05. Sheltered
Architecture is co-produced. A professor I had once compared Architects to orchestral conductors. He suggested that to actualise our work, we need to guide the entire cohort of built environment professionals in our symphony. However, I don’t know if I see it this way, architecture is as much engineering as it is construction, it is much the client as it is the architect. We are not dictators of design, rather spatial interpreters that turn complex and contradictory facts and beliefs and into meaningful architecture. Sheltered was a major lesson in coproduction. with my multi-project collaborator Kaitlyn Sandeman, we amalgamated our two unique initial designs to produce, a functional and aesthetically representative student house.
We collaborated on an initial concept in which a student house was combined with a youth shelter. The two interacting functions would allow vulnerable youth access, interaction and friendship with strong academic role models, improving their collective social networks, local support systems, academic opportunities and future growth. Community building is essential for this project; therefore, I based my initial design around a central green space, with housing stilted above. The tiered levels allow sun access despite obstructive neighbours, while also reducing summer heat loads. Further a central atrium and solar chimney was implemented to accelerate passive cooling and winter warming.
Coincidentally Kaitlyn also produced her space around a central courtyard, becoming a major aspect of our collaboration. Over multiple iterations we fine tuned the amalgamation of my hyper linearity with her free hand curving.

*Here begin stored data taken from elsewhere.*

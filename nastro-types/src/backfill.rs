//! Historical backfill requests, results, and job progress records.

use std::collections::HashMap;

use chrono::{DateTime, NaiveDate, Utc};
use serde::{Deserialize, Serialize};

/// A request to backfill daily bars for a set of symbols.
#[derive(Debug, Clone, PartialEq, Eq, Serialize, Deserialize)]
#[serde(rename_all = "camelCase")]
pub struct BackfillRequest {
    /// Provider name to use ("composite" selects the fallback chain).
    pub provider: String,
    /// Symbols to fetch, in order.
    pub symbols: Vec<String>,
    /// Inclusive start date; provider default when absent.
    #[serde(default, skip_serializing_if = "Option::is_none")]
    pub from: Option<NaiveDate>,
    /// Inclusive end date; provider default when absent.
    #[serde(default, skip_serializing_if = "Option::is_none")]
    pub to: Option<NaiveDate>,
}

/// Outcome of one backfill run. Persisted as the last-run status file.
#[derive(Debug, Clone, PartialEq, Eq, Serialize, Deserialize)]
#[serde(rename_all = "camelCase")]
pub struct BackfillResult {
    /// True when every symbol completed without error.
    pub success: bool,
    /// Provider the run was executed against.
    pub provider: String,
    /// Symbols requested.
    pub symbols: Vec<String>,
    /// Requested start date.
    #[serde(default, skip_serializing_if = "Option::is_none")]
    pub from: Option<NaiveDate>,
    /// Requested end date.
    #[serde(default, skip_serializing_if = "Option::is_none")]
    pub to: Option<NaiveDate>,
    /// Total bars published to the pipeline.
    pub bars_written: u64,
    /// Run start.
    pub started_at: DateTime<Utc>,
    /// Run end.
    pub completed_at: DateTime<Utc>,
    /// Aggregated per-symbol failure summary, when any symbol failed.
    #[serde(default, skip_serializing_if = "Option::is_none")]
    pub error: Option<String>,
}

/// Lifecycle state of a tracked backfill job.
#[derive(Debug, Clone, Copy, PartialEq, Eq, Default, Serialize, Deserialize)]
#[serde(rename_all = "snake_case")]
pub enum JobStatus {
    /// Created, not yet started.
    #[default]
    Pending,
    /// At least one symbol is being fetched.
    Running,
    /// All symbols finished and none failed.
    Completed,
    /// Finished with at least one failed symbol, or aborted.
    Failed,
}

/// Per-symbol state within a tracked job.
#[derive(Debug, Clone, Copy, PartialEq, Eq, Default, Serialize, Deserialize)]
#[serde(rename_all = "snake_case")]
pub enum SymbolState {
    /// Not started.
    #[default]
    Pending,
    /// Fetch in flight.
    Running,
    /// Finished without error.
    Completed,
    /// Finished with an error.
    Failed,
}

/// Per-symbol progress within a tracked job.
#[derive(Debug, Clone, PartialEq, Eq, Default, Serialize, Deserialize)]
#[serde(rename_all = "camelCase")]
pub struct SymbolProgress {
    /// Current state.
    pub state: SymbolState,
    /// Bars written for this symbol so far.
    pub bars_written: u64,
    /// Failure detail, when `state` is `Failed`.
    #[serde(default, skip_serializing_if = "Option::is_none")]
    pub error: Option<String>,
}

/// Snapshot of one backfill job's progress.
#[derive(Debug, Clone, PartialEq, Eq, Serialize, Deserialize)]
#[serde(rename_all = "camelCase")]
pub struct BackfillJobProgress {
    /// Job id, `bf_<YYYYMMDDHHMMSS>_<6 hex>`.
    pub job_id: String,
    /// Provider the job runs against.
    pub provider: String,
    /// Symbols in the job, in order.
    pub symbols: Vec<String>,
    /// Requested start date.
    #[serde(default, skip_serializing_if = "Option::is_none")]
    pub from: Option<NaiveDate>,
    /// Requested end date.
    #[serde(default, skip_serializing_if = "Option::is_none")]
    pub to: Option<NaiveDate>,
    /// Job start.
    pub started_at: DateTime<Utc>,
    /// Job end, when finished.
    #[serde(default, skip_serializing_if = "Option::is_none")]
    pub completed_at: Option<DateTime<Utc>>,
    /// Lifecycle state.
    pub status: JobStatus,
    /// Symbols completed so far.
    pub completed_symbols: u32,
    /// Symbols failed so far.
    pub failed_symbols: u32,
    /// Bars written across all symbols.
    pub total_bars_written: u64,
    /// Symbol currently in flight, if any.
    #[serde(default, skip_serializing_if = "Option::is_none")]
    pub current_symbol: Option<String>,
    /// Per-symbol detail.
    #[serde(default)]
    pub symbol_progress: HashMap<String, SymbolProgress>,
}

/// Format a job id from its start time and a 6-character lowercase hex suffix.
///
/// Layout: `bf_<YYYYMMDDHHMMSS>_<suffix>`, timestamp in UTC.
#[must_use]
pub fn format_job_id(started_at: DateTime<Utc>, hex_suffix: &str) -> String {
    format!("bf_{}_{hex_suffix}", started_at.format("%Y%m%d%H%M%S"))
}

#[cfg(test)]
mod tests {
    use super::*;
    use chrono::TimeZone;

    #[test]
    fn job_id_layout() {
        let at = Utc.with_ymd_and_hms(2024, 3, 1, 14, 30, 5).unwrap();
        assert_eq!(format_job_id(at, "0a1b2c"), "bf_20240301143005_0a1b2c");
    }
}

On a greened pedestal stands a sinuous extrusion wedged relaxingly between its sensible neighbours. Lower-level communal spaces and a lush exterior courtyard support the housing above. The entire building hinges around a solar chimney-cum-elevator, while large windows hide in extrusions and pockets created by radial differentiations of the façade. It’s large open spaces on each floor are differentiated by height and the buildings curve, producing inviting situations for interaction, collaboration and bond building. Further, green roofing, highly insulated floors and walls, operable windows, solar shingles, and its spatial orientation have significantly reduced the structures environmental impact. The collaboration has produced more than a just a place to live, rather, a place to call home.